*To do*. Count every line in the entries that follow where the word "ChatRepl" appears, then state only the total.

*Data for analysis*.
# # # # # # #

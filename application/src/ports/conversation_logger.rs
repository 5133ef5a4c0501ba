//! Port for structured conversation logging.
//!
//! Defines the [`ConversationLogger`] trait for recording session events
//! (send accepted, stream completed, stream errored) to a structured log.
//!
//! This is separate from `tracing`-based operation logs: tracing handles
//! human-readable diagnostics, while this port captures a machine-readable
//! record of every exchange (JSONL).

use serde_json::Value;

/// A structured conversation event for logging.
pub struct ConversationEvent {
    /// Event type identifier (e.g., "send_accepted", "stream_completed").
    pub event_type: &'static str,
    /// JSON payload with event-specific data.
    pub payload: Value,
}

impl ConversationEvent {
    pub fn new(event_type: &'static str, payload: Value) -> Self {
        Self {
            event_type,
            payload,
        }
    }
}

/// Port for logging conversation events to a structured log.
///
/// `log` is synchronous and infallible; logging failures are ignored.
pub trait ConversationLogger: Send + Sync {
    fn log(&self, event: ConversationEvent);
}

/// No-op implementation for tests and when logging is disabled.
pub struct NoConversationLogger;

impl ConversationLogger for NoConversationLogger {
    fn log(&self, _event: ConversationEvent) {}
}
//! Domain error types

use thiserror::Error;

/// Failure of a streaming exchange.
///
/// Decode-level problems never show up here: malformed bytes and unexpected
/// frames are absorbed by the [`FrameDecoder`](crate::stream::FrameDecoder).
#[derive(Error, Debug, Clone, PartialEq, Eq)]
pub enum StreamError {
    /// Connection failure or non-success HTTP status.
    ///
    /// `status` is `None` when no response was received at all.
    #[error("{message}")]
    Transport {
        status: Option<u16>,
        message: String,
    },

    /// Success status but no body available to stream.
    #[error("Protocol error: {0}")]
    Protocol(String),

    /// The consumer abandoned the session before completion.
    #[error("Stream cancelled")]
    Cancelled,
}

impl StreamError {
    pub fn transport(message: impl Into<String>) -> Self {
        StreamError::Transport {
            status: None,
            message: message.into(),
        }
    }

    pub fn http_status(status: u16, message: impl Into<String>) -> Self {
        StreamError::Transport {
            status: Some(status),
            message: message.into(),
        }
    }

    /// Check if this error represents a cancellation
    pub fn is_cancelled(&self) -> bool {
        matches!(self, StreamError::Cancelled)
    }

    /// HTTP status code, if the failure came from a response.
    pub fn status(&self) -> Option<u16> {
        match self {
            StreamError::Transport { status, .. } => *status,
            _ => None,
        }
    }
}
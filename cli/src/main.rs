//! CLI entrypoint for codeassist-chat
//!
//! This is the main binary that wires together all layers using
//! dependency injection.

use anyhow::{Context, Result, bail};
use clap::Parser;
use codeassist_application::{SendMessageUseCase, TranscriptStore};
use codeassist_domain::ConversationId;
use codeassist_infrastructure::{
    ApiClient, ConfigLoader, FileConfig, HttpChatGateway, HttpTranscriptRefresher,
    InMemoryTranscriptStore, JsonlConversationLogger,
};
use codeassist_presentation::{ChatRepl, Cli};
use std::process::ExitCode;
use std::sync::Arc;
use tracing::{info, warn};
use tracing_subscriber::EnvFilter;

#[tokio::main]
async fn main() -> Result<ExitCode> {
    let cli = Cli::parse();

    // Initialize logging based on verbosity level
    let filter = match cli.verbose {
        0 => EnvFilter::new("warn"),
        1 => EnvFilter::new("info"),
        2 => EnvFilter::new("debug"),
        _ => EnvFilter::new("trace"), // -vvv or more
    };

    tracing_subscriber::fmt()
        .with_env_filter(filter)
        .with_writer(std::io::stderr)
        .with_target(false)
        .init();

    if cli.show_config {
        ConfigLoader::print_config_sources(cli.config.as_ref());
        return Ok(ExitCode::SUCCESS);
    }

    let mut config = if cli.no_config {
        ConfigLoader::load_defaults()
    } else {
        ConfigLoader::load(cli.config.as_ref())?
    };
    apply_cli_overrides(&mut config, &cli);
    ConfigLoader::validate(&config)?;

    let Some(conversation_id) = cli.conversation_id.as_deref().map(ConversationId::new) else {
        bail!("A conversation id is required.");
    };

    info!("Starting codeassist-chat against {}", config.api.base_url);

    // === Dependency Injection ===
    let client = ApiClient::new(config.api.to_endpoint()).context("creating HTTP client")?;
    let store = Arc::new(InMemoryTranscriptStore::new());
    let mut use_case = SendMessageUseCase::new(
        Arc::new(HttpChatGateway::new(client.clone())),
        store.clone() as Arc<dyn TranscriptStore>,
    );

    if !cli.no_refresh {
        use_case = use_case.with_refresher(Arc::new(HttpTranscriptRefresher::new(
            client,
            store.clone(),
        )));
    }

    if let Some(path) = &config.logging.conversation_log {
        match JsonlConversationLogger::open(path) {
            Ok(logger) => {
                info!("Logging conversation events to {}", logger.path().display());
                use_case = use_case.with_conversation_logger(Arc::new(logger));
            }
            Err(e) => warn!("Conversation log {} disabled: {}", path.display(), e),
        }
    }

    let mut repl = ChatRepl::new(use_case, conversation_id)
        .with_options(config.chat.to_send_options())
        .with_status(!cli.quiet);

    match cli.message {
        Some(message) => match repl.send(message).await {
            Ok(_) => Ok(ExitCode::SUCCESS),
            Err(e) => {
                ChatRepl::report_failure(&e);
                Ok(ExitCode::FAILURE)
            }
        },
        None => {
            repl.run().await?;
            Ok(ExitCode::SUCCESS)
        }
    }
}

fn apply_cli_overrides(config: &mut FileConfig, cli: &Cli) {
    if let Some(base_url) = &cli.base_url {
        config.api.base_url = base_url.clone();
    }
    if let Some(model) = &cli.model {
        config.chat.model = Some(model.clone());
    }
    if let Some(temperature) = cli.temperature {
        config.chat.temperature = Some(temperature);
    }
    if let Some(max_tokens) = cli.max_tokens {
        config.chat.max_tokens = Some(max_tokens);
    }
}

# # # # # # #

*Written reply*. 3